## Work required
The lines to reproduce run from the first one below to the line containing "use crate::infrastructure::metrics::get_metrics_handle;", both included. Reproduce them exactly and nothing else.

Saved data entries:
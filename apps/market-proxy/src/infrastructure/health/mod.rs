//! Health Check and Metrics Endpoint
//!
//! HTTP endpoint for health checks, cache and rate-window reporting, and
//! Prometheus metrics. Served on its own port, apart from the public API.
//!
//! # Endpoints
//!
//! - `GET /health` - Returns JSON health status
//! - `GET /healthz` - Liveness probe (simple OK)
//! - `GET /readyz` - Readiness probe (quote provider key configured)
//! - `GET /metrics` - Prometheus metrics in text format

use std::net::SocketAddr;
use std::sync::Arc;
use std::time::Instant;

use axum::{Json, Router, extract::State, http::StatusCode, response::IntoResponse, routing::get};
use chrono::{DateTime, Utc};
use serde::Serialize;
use tokio::net::TcpListener;
use tokio_util::sync::CancellationToken;

use crate::application::services::{AdvisorService, QuoteService};
use crate::domain::rate_limit::RateWindowSnapshot;
use crate::infrastructure::metrics::get_metrics_handle;

// =============================================================================
// Health Response Types
// =============================================================================

/// Health check response.
#[derive(Debug, Clone, Serialize)]
pub struct HealthResponse {
    /// Overall status: "healthy", "degraded", or "unhealthy".
    pub status: HealthStatus,
    /// Proxy version.
    pub version: String,
    /// Server uptime in seconds.
    pub uptime_secs: u64,
    /// Current time.
    pub current_time: DateTime<Utc>,
    /// Quote cache statistics.
    pub cache: CacheStatus,
    /// Current rate window.
    pub rate_window: RateWindowSnapshot,
    /// Upstream provider configuration.
    pub providers: ProvidersStatus,
}

/// Overall health status.
#[derive(Debug, Clone, Copy, PartialEq, Eq, Serialize)]
#[serde(rename_all = "lowercase")]
pub enum HealthStatus {
    /// All providers configured.
    Healthy,
    /// Quotes work but the LLM key is missing.
    Degraded,
    /// Quote provider key is missing.
    Unhealthy,
}

/// Quote cache statistics.
#[derive(Debug, Clone, Serialize)]
pub struct CacheStatus {
    /// Entries held (fresh or awaiting purge).
    pub entries: usize,
}

/// Upstream provider configuration.
#[derive(Debug, Clone, Serialize)]
pub struct ProvidersStatus {
    /// Quote provider key present.
    pub market_data: bool,
    /// Selected LLM backend.
    pub ai_provider: &'static str,
    /// LLM key present.
    pub ai: bool,
}

// =============================================================================
// Health Server State
// =============================================================================

/// Shared state for the health server.
pub struct HealthServerState {
    version: String,
    started_at: Instant,
    quotes: Arc<QuoteService>,
    advisor: Arc<AdvisorService>,
}

impl HealthServerState {
    /// Create new health server state.
    #[must_use]
    pub fn new(version: String, quotes: Arc<QuoteService>, advisor: Arc<AdvisorService>) -> Self {
        Self {
            version,
            started_at: Instant::now(),
            quotes,
            advisor,
        }
    }
}

// =============================================================================
// Health Server
// =============================================================================

/// Build the health router.
pub fn health_router(state: Arc<HealthServerState>) -> Router {
    Router::new()
        .route("/health", get(health_handler))
        .route("/healthz", get(liveness_handler))
        .route("/readyz", get(readiness_handler))
        .route("/metrics", get(metrics_handler))
        .with_state(state)
}

/// Health check HTTP server.
pub struct HealthServer {
    port: u16,
    state: Arc<HealthServerState>,
    cancel: CancellationToken,
}

impl HealthServer {
    /// Create a new health server.
    #[must_use]
    pub const fn new(port: u16, state: Arc<HealthServerState>, cancel: CancellationToken) -> Self {
        Self {
            port,
            state,
            cancel,
        }
    }

    /// Run the health server until cancelled.
    ///
    /// # Errors
    ///
    /// Returns `HealthServerError` if binding fails or the HTTP server
    /// encounters a fatal error while running.
    pub async fn run(self) -> Result<(), HealthServerError> {
        let app = health_router(self.state);

        let addr = SocketAddr::from(([0, 0, 0, 0], self.port));
        let listener = TcpListener::bind(addr)
            .await
            .map_err(|e| HealthServerError::BindFailed(self.port, e.to_string()))?;

        tracing::info!(port = self.port, "Health server listening");

        axum::serve(listener, app)
            .with_graceful_shutdown(self.cancel.cancelled_owned())
            .await
            .map_err(|e| HealthServerError::ServerFailed(e.to_string()))?;

        tracing::info!("Health server stopped");
        Ok(())
    }
}

// =============================================================================
// HTTP Handlers
// =============================================================================

async fn health_handler(State(state): State<Arc<HealthServerState>>) -> impl IntoResponse {
    let response = build_health_response(&state);
    let status_code = match response.status {
        HealthStatus::Healthy | HealthStatus::Degraded => StatusCode::OK,
        HealthStatus::Unhealthy => StatusCode::SERVICE_UNAVAILABLE,
    };
    (status_code, Json(response))
}

async fn liveness_handler() -> impl IntoResponse {
    (StatusCode::OK, "OK")
}

async fn readiness_handler(State(state): State<Arc<HealthServerState>>) -> impl IntoResponse {
    if state.quotes.is_configured() {
        (StatusCode::OK, "READY")
    } else {
        (StatusCode::SERVICE_UNAVAILABLE, "NOT READY")
    }
}

async fn metrics_handler() -> impl IntoResponse {
    get_metrics_handle().map_or_else(
        || {
            (
                StatusCode::SERVICE_UNAVAILABLE,
                [("content-type", "text/plain")],
                "Metrics not initialized".to_string(),
            )
        },
        |handle| {
            (
                StatusCode::OK,
                [("content-type", "text/plain; version=0.0.4; charset=utf-8")],
                handle.render(),
            )
        },
    )
}

fn build_health_response(state: &HealthServerState) -> HealthResponse {
    let providers = ProvidersStatus {
        market_data: state.quotes.is_configured(),
        ai_provider: state.advisor.provider(),
        ai: state.advisor.is_configured(),
    };

    HealthResponse {
        status: determine_health_status(&providers),
        version: state.version.clone(),
        uptime_secs: state.started_at.elapsed().as_secs(),
        current_time: Utc::now(),
        cache: CacheStatus {
            entries: state.quotes.cache_len(),
        },
        rate_window: state.quotes.budget_snapshot(),
        providers,
    }
}

const fn determine_health_status(providers: &ProvidersStatus) -> HealthStatus {
    match (providers.market_data, providers.ai) {
        (true, true) => HealthStatus::Healthy,
        (true, false) => HealthStatus::Degraded,
        (false, _) => HealthStatus::Unhealthy,
    }
}

// =============================================================================
// Errors
// =============================================================================

/// Health server errors.
#[derive(Debug, thiserror::Error)]
pub enum HealthServerError {
    /// Failed to bind to port.
    #[error("failed to bind to port {0}: {1}")]
    BindFailed(u16, String),

    /// Server error.
    #[error("server error: {0}")]
    ServerFailed(String),
}

// =============================================================================
// Tests
// =============================================================================
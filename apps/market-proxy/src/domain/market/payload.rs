//! Quote and profile payloads.
//!
//! Every field is optional because the upstream provider omits fields
//! freely. Absent fields are skipped on serialization so a payload passes
//! through the proxy unchanged.

use serde::{Deserialize, Serialize};

/// A quote snapshot in the provider's short-field format.
#[derive(Debug, Clone, Default, PartialEq, Serialize, Deserialize)]
pub struct QuotePayload {
    /// Current price.
    #[serde(default, skip_serializing_if = "Option::is_none")]
    pub c: Option<f64>,
    /// Absolute change since previous close.
    #[serde(default, skip_serializing_if = "Option::is_none")]
    pub d: Option<f64>,
    /// Percent change since previous close.
    #[serde(default, skip_serializing_if = "Option::is_none")]
    pub dp: Option<f64>,
    /// Day high.
    #[serde(default, skip_serializing_if = "Option::is_none")]
    pub h: Option<f64>,
    /// Day low.
    #[serde(default, skip_serializing_if = "Option::is_none")]
    pub l: Option<f64>,
    /// Day open.
    #[serde(default, skip_serializing_if = "Option::is_none")]
    pub o: Option<f64>,
    /// Previous close.
    #[serde(default, skip_serializing_if = "Option::is_none")]
    pub pc: Option<f64>,
    /// Quote timestamp (Unix seconds).
    #[serde(default, skip_serializing_if = "Option::is_none")]
    pub t: Option<i64>,
}

impl QuotePayload {
    /// Build a synthetic quote from a bare exchange rate.
    ///
    /// Change fields are zero since the rate source has no intraday history.
    #[must_use]
    pub const fn from_rate(rate: f64, timestamp_secs: i64) -> Self {
        Self {
            c: Some(rate),
            d: Some(0.0),
            dp: Some(0.0),
            h: None,
            l: None,
            o: None,
            pc: None,
            t: Some(timestamp_secs),
        }
    }

    /// Current price, if present and strictly positive.
    #[must_use]
    pub fn usable_price(&self) -> Option<f64> {
        self.c.filter(|c| c.is_finite() && *c > 0.0)
    }
}

/// Company metadata.
#[derive(Debug, Clone, Default, PartialEq, Serialize, Deserialize)]
#[serde(rename_all = "camelCase")]
pub struct CompanyProfile {
    /// Company name.
    #[serde(default, skip_serializing_if = "Option::is_none")]
    pub name: Option<String>,
    /// Logo URL.
    #[serde(default, skip_serializing_if = "Option::is_none")]
    pub logo: Option<String>,
    /// Ticker as listed by the provider.
    #[serde(default, skip_serializing_if = "Option::is_none")]
    pub ticker: Option<String>,
    /// Listing exchange.
    #[serde(default, skip_serializing_if = "Option::is_none")]
    pub exchange: Option<String>,
    /// Country of incorporation.
    #[serde(default, skip_serializing_if = "Option::is_none")]
    pub country: Option<String>,
    /// Reporting currency.
    #[serde(default, skip_serializing_if = "Option::is_none")]
    pub currency: Option<String>,
    /// Provider industry classification.
    #[serde(default, skip_serializing_if = "Option::is_none")]
    pub finnhub_industry: Option<String>,
    /// IPO date.
    #[serde(default, skip_serializing_if = "Option::is_none")]
    pub ipo: Option<String>,
    /// Market capitalization (millions).
    #[serde(default, skip_serializing_if = "Option::is_none")]
    pub market_capitalization: Option<f64>,
    /// Shares outstanding (millions).
    #[serde(default, skip_serializing_if = "Option::is_none")]
    pub share_outstanding: Option<f64>,
    /// Company website.
    #[serde(default, skip_serializing_if = "Option::is_none")]
    pub weburl: Option<String>,
    /// Phone number.
    #[serde(default, skip_serializing_if = "Option::is_none")]
    pub phone: Option<String>,
}

impl CompanyProfile {
    /// Whether the profile carries a non-empty name worth caching.
    #[must_use]
    pub fn has_usable_name(&self) -> bool {
        self.name.as_deref().is_some_and(|n| !n.trim().is_empty())
    }
}

/// A value held by the quote cache.
#[derive(Debug, Clone, PartialEq)]
pub enum MarketPayload {
    /// Price quote (stock or forex).
    Quote(QuotePayload),
    /// Company profile.
    Profile(CompanyProfile),
}

#[cfg(test)]
mod tests {
    use super::*;

    #[test]
    fn absent_fields_are_not_serialized() {
        let quote = QuotePayload {
            c: Some(150.2),
            d: Some(1.1),
            dp: Some(0.73),
            ..Default::default()
        };
        let json = serde_json::to_value(&quote).unwrap();
        assert_eq!(json, serde_json::json!({"c": 150.2, "d": 1.1, "dp": 0.73}));
    }

    #[test]
    fn missing_fields_deserialize_to_none() {
        let quote: QuotePayload = serde_json::from_str(r#"{"c": 10.5}"#).unwrap();
        assert_eq!(quote.c, Some(10.5));
        assert!(quote.d.is_none());
        assert!(quote.t.is_none());
    }

    #[test]
    fn usable_price_requires_positive() {
        let mut quote = QuotePayload::default();
        assert!(quote.usable_price().is_none());
        quote.c = Some(0.0);
        assert!(quote.usable_price().is_none());
        quote.c = Some(-3.0);
        assert!(quote.usable_price().is_none());
        quote.c = Some(12.0);
        assert_eq!(quote.usable_price(), Some(12.0));
    }

    #[test]
    fn rate_quote_shape() {
        let quote = QuotePayload::from_rate(1.08, 1_700_000_000);
        let json = serde_json::to_value(&quote).unwrap();
        assert_eq!(
            json,
            serde_json::json!({"c": 1.08, "d": 0.0, "dp": 0.0, "t": 1_700_000_000})
        );
    }

    #[test]
    fn profile_uses_provider_field_names() {
        let profile: CompanyProfile = serde_json::from_str(
            r#"{"name":"Apple Inc","finnhubIndustry":"Technology","marketCapitalization":3000000.5}"#,
        )
        .unwrap();
        assert_eq!(profile.finnhub_industry.as_deref(), Some("Technology"));
        assert!(profile.has_usable_name());

        let json = serde_json::to_value(&profile).unwrap();
        assert!(json.get("finnhubIndustry").is_some());
        assert!(json.get("logo").is_none());
    }

    #[test]
    fn blank_name_is_not_usable() {
        let profile = CompanyProfile {
            name: Some("  ".to_string()),
            ..Default::default()
        };
        assert!(!profile.has_usable_name());
        assert!(!CompanyProfile::default().has_usable_name());
    }
}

## Solution for this exercise
filename apps/market-proxy/src/infrastructure/health/mod.rs
//! Health Check and Metrics Endpoint
//!
//! HTTP endpoint for health checks, cache and rate-window reporting, and
//! Prometheus metrics. Served on its own port, apart from the public API.
//!
//! # Endpoints
//!
//! - `GET /health` - Returns JSON health status
//! - `GET /healthz` - Liveness probe (simple OK)
//! - `GET /readyz` - Readiness probe (quote provider key configured)
//! - `GET /metrics` - Prometheus metrics in text format

use std::net::SocketAddr;
use std::sync::Arc;
use std::time::Instant;

use axum::{Json, Router, extract::State, http::StatusCode, response::IntoResponse, routing::get};
use chrono::{DateTime, Utc};
use serde::Serialize;
use tokio::net::TcpListener;
use tokio_util::sync::CancellationToken;

use crate::application::services::{AdvisorService, QuoteService};
use crate::domain::rate_limit::RateWindowSnapshot;
use crate::infrastructure::metrics::get_metrics_handle;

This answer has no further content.